I had finally learned how and why Adita had been killed, but the question of who did it remained unanswered. In the immediate aftermath of her murder, the landowner was never questioned, and to layer in more mystery, Adita’s kidnappers turned up dead. These facts just bred more questions. None of it made sense, and perhaps it never would. And, just like that—as has so often been the case in Colombia—my great-aunt’s death was swept under the rug.
“Do you blame the FARC?” I asked Margarita, wondering if she, too, saw them as the big bad wolf.
“Some people in Colombia just do what they want.” She sighed. “The laws are so soft, and there is no punishment.”
I think of these words now as I sit opposite Flora.
“Okay, let’s begin.” I nod toward José to signal the start of the interview. “Let’s start with how you came to join the FARC?”
José snaps into action, translating the question.
“Many young people decided to enter into the FARC because they didn’t have other opportunities,” explains Flora, shifting uncomfortably in her chair. Her voice is a near whisper, as though she were a child being reprimanded for bad behavior.
As she speaks, I’m a little surprised to feel a pang of sympathy. Flora’s early life—like that of so many other child recruits—had unfolded within the guerilla group. In Colombia’s jungles, she had her first period, fell in love, lost her virginity, and even gave birth to her first child (a baby she promptly had to give up due to the FARC’s strict rules against soldiers having children).

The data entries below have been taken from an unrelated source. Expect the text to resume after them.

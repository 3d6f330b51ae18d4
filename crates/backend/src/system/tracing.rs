use std::path::PathBuf;
use tracing_subscriber::{layer::SubscriberExt, util::SubscriberInitExt};

const DEFAULT_FILTER: &str = "info,sqlx=warn,sea_orm=warn";

/// Log directory: `logs/` next to the executable, else `target/logs`.
fn log_dir() -> PathBuf {
    std::env::current_exe()
        .ok()
        .and_then(|exe| exe.parent().map(|dir| dir.join("logs")))
        .unwrap_or_else(|| std::path::Path::new("target").join("logs"))
}

/// Инициализация системы трассировки (tracing)
///
/// Логи пишутся в:
/// - stdout (с цветами)
/// - logs/backend.log (без цветов)
pub fn initialize() -> anyhow::Result<()> {
    let log_dir = log_dir();
    std::fs::create_dir_all(&log_dir)
        .map_err(|e| anyhow::anyhow!("Cannot create log directory {}: {}", log_dir.display(), e))?;

    let log_file_path = log_dir.join("backend.log");
    let log_file = std::fs::OpenOptions::new()
        .create(true)
        .append(true)
        .open(&log_file_path)
        .map_err(|e| anyhow::anyhow!("Cannot open log file {}: {}", log_file_path.display(), e))?;

    let log_level = std::env::var("RUST_LOG").unwrap_or_else(|_| DEFAULT_FILTER.into());

    tracing_subscriber::registry()
        .with(tracing_subscriber::EnvFilter::new(&log_level))
        .with(tracing_subscriber::fmt::layer())
        .with(
            tracing_subscriber::fmt::layer()
                .with_writer(std::sync::Arc::new(log_file))
                .with_ansi(false),
        )
        .init();

    tracing::info!(
        "Tracing initialized (level: {}, file: {})",
        log_level,
        log_file_path.display()
    );
    Ok(())
}
use crate::domain::a001_content::ui::list::ContentListPage;
use crate::domain::a001_content::ui::sitemap::SitemapPage;
use crate::layout::Shell;
use crate::shared::rich_text::RichTextEditor;
use crate::shared::visual_editor::VisualEditorPage;
use leptos::prelude::*;
use leptos_router::components::{Route, Router, Routes};
use leptos_router::path;

#[component]
fn DraftPage() -> impl IntoView {
    view! {
        <div class="draft-page">
            <h2>"Draft"</h2>
            <RichTextEditor draft="default" />
        </div>
    }
}

#[component]
pub fn AppRoutes() -> impl IntoView {
    view! {
        <Router>
            <Shell>
                <Routes fallback=|| view! { <p>"Page not found"</p> }>
                    <Route path=path!("/") view=ContentListPage />
                    <Route path=path!("/editor") view=VisualEditorPage />
                    <Route path=path!("/draft") view=DraftPage />
                    <Route path=path!("/sitemap") view=SitemapPage />
                </Routes>
            </Shell>
        </Router>
    }
}
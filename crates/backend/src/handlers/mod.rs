pub mod a001_content;
pub mod sitemap;
pub mod visual_editor;
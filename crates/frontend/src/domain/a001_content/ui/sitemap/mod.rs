use crate::domain::a001_content::api;
use contracts::shared::sitemap::{RouteSource, SitemapResponse};
use leptos::prelude::*;

#[component]
pub fn SitemapPage() -> impl IntoView {
    let (sitemap, set_sitemap) = signal(SitemapResponse::default());
    let (error, set_error) = signal::<Option<String>>(None);

    Effect::new(move |_| {
        wasm_bindgen_futures::spawn_local(async move {
            match api::sitemap().await {
                Ok(s) => set_sitemap.set(s),
                Err(e) => set_error.set(Some(e)),
            }
        });
    });

    view! {
        <div class="sitemap">
            <h2>"Routes"</h2>
            {move || error.get().map(|e| view! { <div class="error">{e}</div> })}
            <ul>
                {move || sitemap.get().entries.into_iter().map(|entry| {
                    let kind = match entry.source {
                        RouteSource::Static => "static",
                        RouteSource::Content => "content",
                    };
                    view! {
                        <li>
                            <code>{entry.path}</code>
                            " "
                            <span class="muted">{kind}</span>
                            {entry.last_modified.map(|m| view! { <small>" " {m}</small> })}
                        </li>
                    }
                }).collect_view()}
            </ul>
        </div>
    }
}
//! Single active selection with a highlight overlay.

use serde::{Deserialize, Serialize};

use super::discoverer::{EntryId, Registry};
use super::live_tree::{LiveTree, HIGHLIGHT_ATTR};

#[derive(Debug, Clone, Copy, PartialEq, Eq, Serialize, Deserialize)]
pub enum SelectOutcome {
    Selected(EntryId),
    Deselected,
    /// The id belonged to an older scan; the selection was cleared.
    Stale,
}

/// Текущий выбранный компонент
#[derive(Debug, Clone, Default)]
pub struct SelectionController {
    active: Option<EntryId>,
}

impl SelectionController {
    pub fn new() -> Self {
        Self::default()
    }

    pub fn active(&self) -> Option<EntryId> {
        self.active
    }

    /// Toggle semantics: the active id deselects, any other current id
    /// replaces the selection.
    pub fn select<T: LiveTree>(
        &mut self,
        tree: &T,
        registry: &Registry<T::Node>,
        id: EntryId,
    ) -> SelectOutcome {
        if self.active == Some(id) && registry.get(id).is_some() {
            self.clear(tree);
            return SelectOutcome::Deselected;
        }

        let Some(entry) = registry.get(id) else {
            log::debug!("select {}: not in generation {}", id, registry.generation());
            self.clear(tree);
            return SelectOutcome::Stale;
        };

        clear_highlights(tree);
        if tree.is_connected(entry.node()) {
            tree.set_attribute(entry.node(), HIGHLIGHT_ATTR, "");
        }
        self.active = Some(id);
        SelectOutcome::Selected(id)
    }

    /// Drop the selection and its highlight.
    pub fn clear<T: LiveTree>(&mut self, tree: &T) {
        self.active = None;
        clear_highlights(tree);
    }

    /// Drop the selection if it is not from `generation`. Returns true when
    /// something was dropped.
    pub fn invalidate<T: LiveTree>(&mut self, tree: &T, generation: u64) -> bool {
        match self.active {
            Some(id) if id.generation != generation => {
                log::debug!("selection {} is stale, clearing", id);
                self.clear(tree);
                true
            }
            _ => false,
        }
    }
}

/// Removes the highlight marker from every element that carries it,
/// whoever put it there. Idempotent.
pub fn clear_highlights<T: LiveTree>(tree: &T) {
    for node in tree.elements_with_attribute(HIGHLIGHT_ATTR) {
        tree.remove_attribute(&node, HIGHLIGHT_ATTR);
    }
}

#[cfg(test)]
mod tests {
    use super::*;
    use crate::shared::visual_editor::discoverer::Discoverer;
    use crate::shared::visual_editor::memory_tree::MemoryTree;
    use crate::shared::visual_editor::settings::EditorSettings;

    fn setup() -> (MemoryTree, Registry<usize>, Discoverer) {
        let tree = MemoryTree::new();
        tree.push("section", &[("id", "a")], "A");
        tree.push("section", &[("id", "b")], "B");
        let mut discoverer = Discoverer::new(&EditorSettings::default());
        let registry = discoverer.scan(&tree);
        (tree, registry, discoverer)
    }

    #[test]
    fn test_toggle() {
        let (tree, registry, _) = setup();
        let a = registry.entries()[0].id;
        let mut selection = SelectionController::new();

        assert_eq!(selection.select(&tree, &registry, a), SelectOutcome::Selected(a));
        assert_eq!(tree.attr(0, HIGHLIGHT_ATTR).as_deref(), Some(""));
        assert_eq!(selection.select(&tree, &registry, a), SelectOutcome::Deselected);
        assert_eq!(selection.active(), None);
        assert_eq!(tree.attr(0, HIGHLIGHT_ATTR), None);
        assert_eq!(selection.select(&tree, &registry, a), SelectOutcome::Selected(a));
    }

    #[test]
    fn test_switching_moves_highlight() {
        let (tree, registry, _) = setup();
        let a = registry.entries()[0].id;
        let b = registry.entries()[1].id;
        let mut selection = SelectionController::new();

        selection.select(&tree, &registry, a);
        selection.select(&tree, &registry, b);

        assert_eq!(selection.active(), Some(b));
        assert_eq!(tree.attr(0, HIGHLIGHT_ATTR), None);
        assert!(tree.attr(1, HIGHLIGHT_ATTR).is_some());
    }

    #[test]
    fn test_stale_id_clears() {
        let (tree, old, mut discoverer) = setup();
        let stale = old.entries()[0].id;
        let current = discoverer.scan(&tree);
        let mut selection = SelectionController::new();
        selection.select(&tree, &current, current.entries()[1].id);

        assert_eq!(selection.select(&tree, &current, stale), SelectOutcome::Stale);
        assert_eq!(selection.active(), None);
        assert!(tree.elements_with_attribute(HIGHLIGHT_ATTR).is_empty());
    }

    #[test]
    fn test_clear_highlights_sweeps_untracked_markers() {
        let (tree, _, _) = setup();
        tree.set_attribute(&0, HIGHLIGHT_ATTR, "");
        tree.set_attribute(&1, HIGHLIGHT_ATTR, "");

        clear_highlights(&tree);
        clear_highlights(&tree);
        assert!(tree.elements_with_attribute(HIGHLIGHT_ATTR).is_empty());
    }
}
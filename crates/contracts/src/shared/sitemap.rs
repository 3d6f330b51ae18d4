use serde::{Deserialize, Serialize};

/// Откуда взялся маршрут
#[derive(Debug, Clone, Copy, PartialEq, Eq, Serialize, Deserialize)]
#[serde(rename_all = "lowercase")]
pub enum RouteSource {
    Static,
    Content,
}

#[derive(Debug, Clone, PartialEq, Eq, Serialize, Deserialize)]
pub struct SitemapEntry {
    pub path: String,
    pub source: RouteSource,
    /// RFC 3339, only for content routes
    #[serde(rename = "lastModified", default, skip_serializing_if = "Option::is_none")]
    pub last_modified: Option<String>,
}

/// GET /api/sitemap
#[derive(Debug, Clone, Default, PartialEq, Eq, Serialize, Deserialize)]
pub struct SitemapResponse {
    pub entries: Vec<SitemapEntry>,
}
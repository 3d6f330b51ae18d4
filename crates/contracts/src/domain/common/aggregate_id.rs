use serde::{de::DeserializeOwned, Serialize};
use std::hash::Hash;

/// Трейт для типов идентификаторов записей
pub trait AggregateId:
    Clone + Copy + PartialEq + Eq + Hash + Serialize + DeserializeOwned + std::fmt::Debug
{
    /// Преобразовать ID в строку
    fn as_string(&self) -> String;

    /// Создать ID из строки
    fn from_string(s: &str) -> Result<Self, String>;
}
use super::view_model::ContentDetailsVm;
use contracts::domain::a001_content::aggregate::ContentStatus;
use leptos::prelude::*;
use std::rc::Rc;

#[component]
pub fn ContentDetails(
    id: Option<String>,
    on_saved: Rc<dyn Fn(())>,
    on_cancel: Rc<dyn Fn(())>,
) -> impl IntoView {
    let vm = ContentDetailsVm::new();
    vm.load_if_needed(id);

    let vm_clone = vm.clone();

    view! {
        <div class="details-container content-details">
            <div class="details-header">
                <h3>
                    {
                        let vm = vm_clone.clone();
                        move || if vm.is_edit_mode() { "Edit record" } else { "New record" }
                    }
                </h3>
            </div>

            {
                let vm = vm_clone.clone();
                move || vm.error.get().map(|e| view! { <div class="error">{e}</div> })
            }

            <div class="details-form">
                <div class="form-group">
                    <label for="content_type">"Type"</label>
                    <select
                        id="content_type"
                        prop:value={
                            let vm = vm_clone.clone();
                            move || vm.form.get().content_type
                        }
                        on:change={
                            let vm = vm_clone.clone();
                            move |ev| vm.form.update(|f| f.content_type = event_target_value(&ev))
                        }
                    >
                        <option value="post">"Post"</option>
                        <option value="page">"Page"</option>
                    </select>
                </div>

                <div class="form-group">
                    <label for="title">"Title"</label>
                    <input
                        type="text"
                        id="title"
                        prop:value={
                            let vm = vm_clone.clone();
                            move || vm.form.get().title
                        }
                        on:input={
                            let vm = vm_clone.clone();
                            move |ev| vm.set_title(event_target_value(&ev))
                        }
                    />
                </div>

                <div class="form-group">
                    <label for="slug">"Slug"</label>
                    <input
                        type="text"
                        id="slug"
                        prop:value={
                            let vm = vm_clone.clone();
                            move || vm.form.get().slug
                        }
                        on:input={
                            let vm = vm_clone.clone();
                            move |ev| vm.set_slug(event_target_value(&ev))
                        }
                    />
                </div>

                <div class="form-group">
                    <label for="status">"Status"</label>
                    <select
                        id="status"
                        prop:value={
                            let vm = vm_clone.clone();
                            move || vm.form.get().status.as_str()
                        }
                        on:change={
                            let vm = vm_clone.clone();
                            move |ev| {
                                let status = event_target_value(&ev)
                                    .parse::<ContentStatus>()
                                    .unwrap_or_default();
                                vm.form.update(|f| f.status = status);
                            }
                        }
                    >
                        <option value="draft">"Draft"</option>
                        <option value="published">"Published"</option>
                    </select>
                </div>

                <div class="form-group">
                    <label for="excerpt">"Excerpt"</label>
                    <input
                        type="text"
                        id="excerpt"
                        prop:value={
                            let vm = vm_clone.clone();
                            move || vm.form.get().excerpt
                        }
                        on:input={
                            let vm = vm_clone.clone();
                            move |ev| vm.form.update(|f| f.excerpt = event_target_value(&ev))
                        }
                    />
                </div>

                <div class="form-group">
                    <label for="body">"Body (HTML)"</label>
                    <textarea
                        id="body"
                        rows="10"
                        prop:value={
                            let vm = vm_clone.clone();
                            move || vm.form.get().body
                        }
                        on:input={
                            let vm = vm_clone.clone();
                            move |ev| vm.form.update(|f| f.body = event_target_value(&ev))
                        }
                    ></textarea>
                </div>

                <div class="form-group">
                    <label for="category_id">"Category"</label>
                    <input
                        type="text"
                        id="category_id"
                        prop:value={
                            let vm = vm_clone.clone();
                            move || vm.form.get().category_id
                        }
                        on:input={
                            let vm = vm_clone.clone();
                            move |ev| vm.form.update(|f| f.category_id = event_target_value(&ev))
                        }
                    />
                </div>

                <div class="form-group">
                    <label for="seo_title">"SEO title"</label>
                    <input
                        type="text"
                        id="seo_title"
                        prop:value={
                            let vm = vm_clone.clone();
                            move || vm.form.get().seo_title
                        }
                        on:input={
                            let vm = vm_clone.clone();
                            move |ev| vm.form.update(|f| f.seo_title = event_target_value(&ev))
                        }
                    />
                </div>

                <div class="form-group">
                    <label for="seo_description">"SEO description"</label>
                    <textarea
                        id="seo_description"
                        rows="2"
                        prop:value={
                            let vm = vm_clone.clone();
                            move || vm.form.get().seo_description
                        }
                        on:input={
                            let vm = vm_clone.clone();
                            move |ev| vm.form.update(|f| f.seo_description = event_target_value(&ev))
                        }
                    ></textarea>
                </div>
            </div>

            <div class="details-actions">
                <button
                    class="button button--primary"
                    disabled={
                        let vm = vm_clone.clone();
                        move || vm.is_saving.get()
                    }
                    on:click={
                        let vm = vm_clone.clone();
                        let on_saved = on_saved.clone();
                        move |_| vm.save_command(on_saved.clone())
                    }
                >
                    "Save"
                </button>
                <button
                    class="button button--secondary"
                    on:click={
                        let on_cancel = on_cancel.clone();
                        move |_| (on_cancel)(())
                    }
                >
                    "Cancel"
                </button>
            </div>
        </div>
    }
}
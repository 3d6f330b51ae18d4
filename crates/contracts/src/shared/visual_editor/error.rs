use thiserror::Error;

use super::discoverer::EntryId;

/// Ошибка сервиса применения патчей или транспорта
#[derive(Debug, Clone, PartialEq, Eq, Error)]
pub enum DispatchError {
    #[error("no response from the patch service within the save timeout")]
    Timeout,

    #[error("transport error: {0}")]
    Transport(String),

    #[error("patch rejected: {0}")]
    Rejected(String),
}

/// Ошибки визуального редактора
#[derive(Debug, Clone, PartialEq, Eq, Error)]
pub enum EditorError {
    #[error("no component is selected")]
    NoSelection,

    #[error("nothing to save: the edit buffer matches the baseline")]
    NoChanges,

    #[error("the selected component belongs to a previous scan")]
    StaleSelection,

    #[error("unknown component {0}")]
    UnknownEntry(EntryId),

    #[error("save failed: {0}")]
    SaveDispatchFailure(#[from] DispatchError),

    #[error("nothing to undo or redo")]
    HistoryEmpty,

    /// The element a history entry was committed against is gone.
    #[error("component {0} is no longer on the page")]
    HistoryTargetMissing(String),
}

impl EditorError {
    /// Errors the operator should see; the rest are handled inside the session.
    pub fn is_user_facing(&self) -> bool {
        matches!(
            self,
            EditorError::SaveDispatchFailure(_) | EditorError::HistoryTargetMissing(_)
        )
    }
}
//! API utilities for frontend-backend communication

use gloo_net::http::Response;

/// Get the base URL for API requests
///
/// Constructs the API base URL from the current window location,
/// using port 3000 for the backend server.
pub fn api_base() -> String {
    let window = match web_sys::window() {
        Some(w) => w,
        None => return String::new(),
    };
    let location = window.location();
    let protocol = location.protocol().unwrap_or_else(|_| "http:".to_string());
    let hostname = location
        .hostname()
        .unwrap_or_else(|_| "127.0.0.1".to_string());
    format!("{}//{}:3000", protocol, hostname)
}

/// Build a full API URL from a path
pub fn api_url(path: &str) -> String {
    format!("{}{}", api_base(), path)
}

/// Message of a failed response: the `error` field of a JSON body if there is
/// one, else the HTTP status.
pub async fn error_message(response: &Response) -> String {
    let status = response.status();
    match response.json::<serde_json::Value>().await {
        Ok(body) => body
            .get("error")
            .and_then(|e| e.as_str())
            .map(str::to_string)
            .unwrap_or_else(|| format!("HTTP {}", status)),
        Err(_) => format!("HTTP {}", status),
    }
}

I had come to today’s interview expecting a villain, but am instead met with a wide-eyed woman, desperate to reconnect with her now fourteen-year-old daughter.
The half hour interview passes quickly, and soon enough, José and I are walking back onto the dusty street towards Alejandro and that black SUV. A few days ago, while having dinner in downtown Bogotá with some relatives, I learned of the term “Locombia,” which combines the word loco (crazy) with Colombia, used to describe the chaos of the country.
Walking away from my interview, I think of this term now and the stories I’ve uncovered during my trip here: a child being inducted into a terrorist organization; a woman being murdered for trying to take back what is rightfully hers. There is just no rhyme or reason to my homeland. In my own writing, I love to have those perfect endings that tie everything together in a way that leaves no stone unturned. But by the time I leave Bogotá, theories about Adita’s murder unravel. I must learn to live with the unfinished story.